Amanita is not a genus for foraging beginners. It contains the two deadliest species in the world (the death cap (A. phalloides) and destroying angel (A. virosa)), as well as the infamous, but beautiful and enchanting fly agaric (A. muscaria), which is both hallucinogenic and nauseating. The good edible amanita we found large numbers of yesterday is a close relative of the fly agaric. It is called “the blusher”, and it’s a substantial, common and very tasty fungus. It also contains toxins, but they are broken down by cooking. All parts of the mushroom must be heated to above 80 degrees for this to happen. I find this puts some people off, but it’s really no different to cooking chicken. The picture on the left wasn’t taken yesterday, but last week in southern Scotland on my way back down to Sussex, of blushers growing in the grounds of a service station by the M74 motorway. The name refers to the tendency of this mushroom to turn slowly pink, especially when the flesh is exposed to the air. This is one of the important distinguishing features, which is very important if you are thinking of eating it, because this species is all too easily mixed up with several other members of its genus, one of which is particularly similar and particularly nasty.

panthercap

Panthercap (Amanita pantherina)

And right on cue, the nasty lookalike appeared in the middle of yesterday’s session in Kent. The panther cap (Amanita pantherina) is another close relative of the fly agaric and blusher, and it contains similar toxins to the former, except considerably more of them. Panther caps are right on the border of being fatally poisonous – eat one or two and you are probably just going to have a very unpleasant experience, eat an unhealthy plateful of them and you might just die.

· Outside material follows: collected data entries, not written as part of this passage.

//! TOML configuration parsing and validation.
//!
//! Every optional key has a declared default so that a missing key is a
//! documented policy, never an implicit control-flow signal.

use anyhow::{Context, Result};
use serde::Deserialize;
use std::collections::BTreeMap;
use std::path::{Path, PathBuf};

use crate::models::ConfidentialityLevel;

#[derive(Debug, Deserialize, Clone)]
pub struct Config {
    #[serde(default)]
    pub store: StoreConfig,
    #[serde(default)]
    pub metadata: MetadataConfig,
    #[serde(default)]
    pub chunking: ChunkingConfig,
    #[serde(default)]
    pub pipeline: PipelineConfig,
    #[serde(default)]
    pub representation: RepresentationConfig,
    #[serde(default)]
    pub policy: PolicyConfig,
    #[serde(default)]
    pub connectors: ConnectorsConfig,
}

#[derive(Debug, Deserialize, Clone)]
pub struct StoreConfig {
    #[serde(default = "default_backend")]
    pub backend: String,
    #[serde(default = "default_store_path")]
    pub path: PathBuf,
}

impl Default for StoreConfig {
    fn default() -> Self {
        Self {
            backend: default_backend(),
            path: default_store_path(),
        }
    }
}

fn default_backend() -> String {
    "sqlite".to_string()
}
fn default_store_path() -> PathBuf {
    PathBuf::from("./data/governance.sqlite")
}

/// Declared per-field defaults applied by the metadata synthesizer.
#[derive(Debug, Deserialize, Clone)]
pub struct MetadataConfig {
    #[serde(default = "default_unknown")]
    pub document_type: String,
    #[serde(default = "default_unknown")]
    pub source: String,
    #[serde(default = "default_language")]
    pub language: String,
    /// Level applied when the caller supplies none. `public` is the
    /// documented policy; a deployment may only choose a stricter one.
    #[serde(default = "default_level_name")]
    pub confidentiality_level: String,
}

impl Default for MetadataConfig {
    fn default() -> Self {
        Self {
            document_type: default_unknown(),
            source: default_unknown(),
            language: default_language(),
            confidentiality_level: default_level_name(),
        }
    }
}

fn default_unknown() -> String {
    "unknown".to_string()
}
fn default_language() -> String {
    "en".to_string()
}
fn default_level_name() -> String {
    "public".to_string()
}

#[derive(Debug, Deserialize, Clone)]
pub struct ChunkingConfig {
    #[serde(default = "default_max_tokens")]
    pub max_tokens: usize,
}

impl Default for ChunkingConfig {
    fn default() -> Self {
        Self {
            max_tokens: default_max_tokens(),
        }
    }
}

fn default_max_tokens() -> usize {
    700
}

#[derive(Debug, Deserialize, Clone)]
pub struct PipelineConfig {
    /// Documents processed in parallel within one stage batch.
    #[serde(default = "default_concurrency")]
    pub concurrency: usize,
    /// Upper bound on one stage batch; unfinished documents stay in their tier.
    #[serde(default = "default_batch_timeout_secs")]
    pub batch_timeout_secs: u64,
    /// Re-attempt documents already in the failure ledger.
    #[serde(default)]
    pub retry_failed: bool,
}

impl Default for PipelineConfig {
    fn default() -> Self {
        Self {
            concurrency: default_concurrency(),
            batch_timeout_secs: default_batch_timeout_secs(),
            retry_failed: false,
        }
    }
}

fn default_concurrency() -> usize {
    4
}
fn default_batch_timeout_secs() -> u64 {
    300
}

#[derive(Debug, Deserialize, Clone)]
pub struct RepresentationConfig {
    #[serde(default = "default_provider")]
    pub provider: String,
    #[serde(default)]
    pub model: Option<String>,
    #[serde(default = "default_dims")]
    pub dims: usize,
    #[serde(default = "default_batch_size")]
    pub batch_size: usize,
    #[serde(default = "default_max_retries")]
    pub max_retries: u32,
    #[serde(default = "default_timeout_secs")]
    pub timeout_secs: u64,
}

impl Default for RepresentationConfig {
    fn default() -> Self {
        Self {
            provider: default_provider(),
            model: None,
            dims: default_dims(),
            batch_size: default_batch_size(),
            max_retries: default_max_retries(),
            timeout_secs: default_timeout_secs(),
        }
    }
}

fn default_provider() -> String {
    "hashing".to_string()
}
fn default_dims() -> usize {
    256
}
fn default_batch_size() -> usize {
    64
}
fn default_max_retries() -> u32 {
    5
}
fn default_timeout_secs() -> u64 {
    30
}

/// Classification policy: filename/content rules plus an explicit
/// per-document override table.
#[derive(Debug, Deserialize, Clone)]
pub struct PolicyConfig {
    #[serde(default = "default_policy_version")]
    pub version: String,
    #[serde(default)]
    pub rules: Vec<PolicyRuleConfig>,
    #[serde(default)]
    pub overrides: BTreeMap<String, String>,
}

impl Default for PolicyConfig {
    fn default() -> Self {
        Self {
            version: default_policy_version(),
            rules: Vec::new(),
            overrides: BTreeMap::new(),
        }
    }
}

fn default_policy_version() -> String {
    "v1".to_string()
}

#[derive(Debug, Deserialize, Clone)]
pub struct PolicyRuleConfig {
    pub name: String,
    pub level: String,
    #[serde(default)]
    pub title_globs: Vec<String>,
    #[serde(default)]
    pub content_pattern: Option<String>,
    #[serde(default)]
    pub document_types: Vec<String>,
    #[serde(default)]
    pub tags: Vec<String>,
}

#[derive(Debug, Deserialize, Clone, Default)]
pub struct ConnectorsConfig {
    pub filesystem: Option<FilesystemConnectorConfig>,
}

#[derive(Debug, Deserialize, Clone)]
pub struct FilesystemConnectorConfig {
    pub root: PathBuf,
    #[serde(default = "default_include_globs")]
    pub include_globs: Vec<String>,
    #[serde(default)]
    pub exclude_globs: Vec<String>,
    #[serde(default)]
    pub follow_symlinks: bool,
    /// Source label written into metadata of synced documents.
    #[serde(default = "default_fs_source")]
    pub source: String,
    /// Source-system classification hint applied to every synced document.
    #[serde(default)]
    pub classification_hint: Option<String>,
}

fn default_include_globs() -> Vec<String> {
    vec!["**/*.md".to_string(), "**/*.txt".to_string()]
}
fn default_fs_source() -> String {
    "filesystem".to_string()
}

impl Config {
    /// All-defaults configuration with an in-memory store.
    pub fn minimal() -> Self {
        Self {
            store: StoreConfig {
                backend: "memory".to_string(),
                path: default_store_path(),
            },
            metadata: MetadataConfig::default(),
            chunking: ChunkingConfig::default(),
            pipeline: PipelineConfig::default(),
            representation: RepresentationConfig::default(),
            policy: PolicyConfig::default(),
            connectors: ConnectorsConfig::default(),
        }
    }

    /// Check cross-field constraints. Called by [`load_config`].
    pub fn validate(&self) -> Result<()> {
        match self.store.backend.as_str() {
            "sqlite" | "memory" => {}
            other => anyhow::bail!(
                "Unknown store backend: '{}'. Must be sqlite or memory.",
                other
            ),
        }

        self.metadata
            .confidentiality_level
            .parse::<ConfidentialityLevel>()
            .context("metadata.confidentiality_level")?;

        if self.chunking.max_tokens == 0 {
            anyhow::bail!("chunking.max_tokens must be > 0");
        }

        if self.pipeline.concurrency == 0 {
            anyhow::bail!("pipeline.concurrency must be > 0");
        }
        if self.pipeline.batch_timeout_secs == 0 {
            anyhow::bail!("pipeline.batch_timeout_secs must be > 0");
        }

        if self.representation.batch_size == 0 {
            anyhow::bail!("representation.batch_size must be > 0");
        }
        match self.representation.provider.as_str() {
            "hashing" => {
                if self.representation.dims == 0 {
                    anyhow::bail!("representation.dims must be > 0 for the hashing provider");
                }
            }
            "summary" => {}
            "openai" => {
                if self.representation.model.is_none() {
                    anyhow::bail!("representation.model must be specified when provider is 'openai'");
                }
            }
            other => anyhow::bail!(
                "Unknown representation provider: '{}'. Must be hashing, summary, or openai.",
                other
            ),
        }

        for rule in &self.policy.rules {
            rule.level
                .parse::<ConfidentialityLevel>()
                .with_context(|| format!("policy rule '{}'", rule.name))?;
        }
        for (doc_id, level) in &self.policy.overrides {
            level
                .parse::<ConfidentialityLevel>()
                .with_context(|| format!("policy override for '{}'", doc_id))?;
        }

        if let Some(fs) = &self.connectors.filesystem {
            if let Some(hint) = &fs.classification_hint {
                hint.parse::<ConfidentialityLevel>()
                    .context("connectors.filesystem.classification_hint")?;
            }
        }

        Ok(())
    }
}

pub fn load_config(path: &Path) -> Result<Config> {
    let content = std::fs::read_to_string(path)
        .with_context(|| format!("Failed to read config file: {}", path.display()))?;

    let config: Config = toml::from_str(&content).with_context(|| "Failed to parse config file")?;
    config.validate()?;

    Ok(config)
}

So how do you tell them apart? Panthercaps (left) do not “blush” like the blusher, and have more spiky and pronounced veil-remnants (spots) on the cap, and these are white rather than pinky-grey. They also have a different sort of stem base – the blusher has a bulb (volva) which merges neatly into the stem, whereas the panther cap has a “step” or rim around what is left of the volva. My advice is to do what I did: do not collect blushers for the pot until you’ve found and identified a panther cap.

Blackberries fruiting in profusion, end of August 2013.

Blackberries fruiting in profusion, end of August 2013.

Having had such a successful day yesterday, I decided to go out early this afternoon in the sunshine and explore some local bits of countryside in my new home town of Hastings. I ended up not quite where I intended to go, walking out on a wooden walkway that led to a viewing platform (a dead end) in the middle of a very large reed bed. On my way back to the woodland I’d intended to visit, I stumbled upon enough blackberries to keep me busy for the whole afternoon. It seems 2013 is going to be a bumper year for certain types of fruit. It is reportedly the best year in several for apples (and the tree at the bottom of my garden would appear to confirm this), and if this lot is anything to go by then it is also going to be a storming year for blackberries.

Watch out for those mushrooms – it is all about to kick off.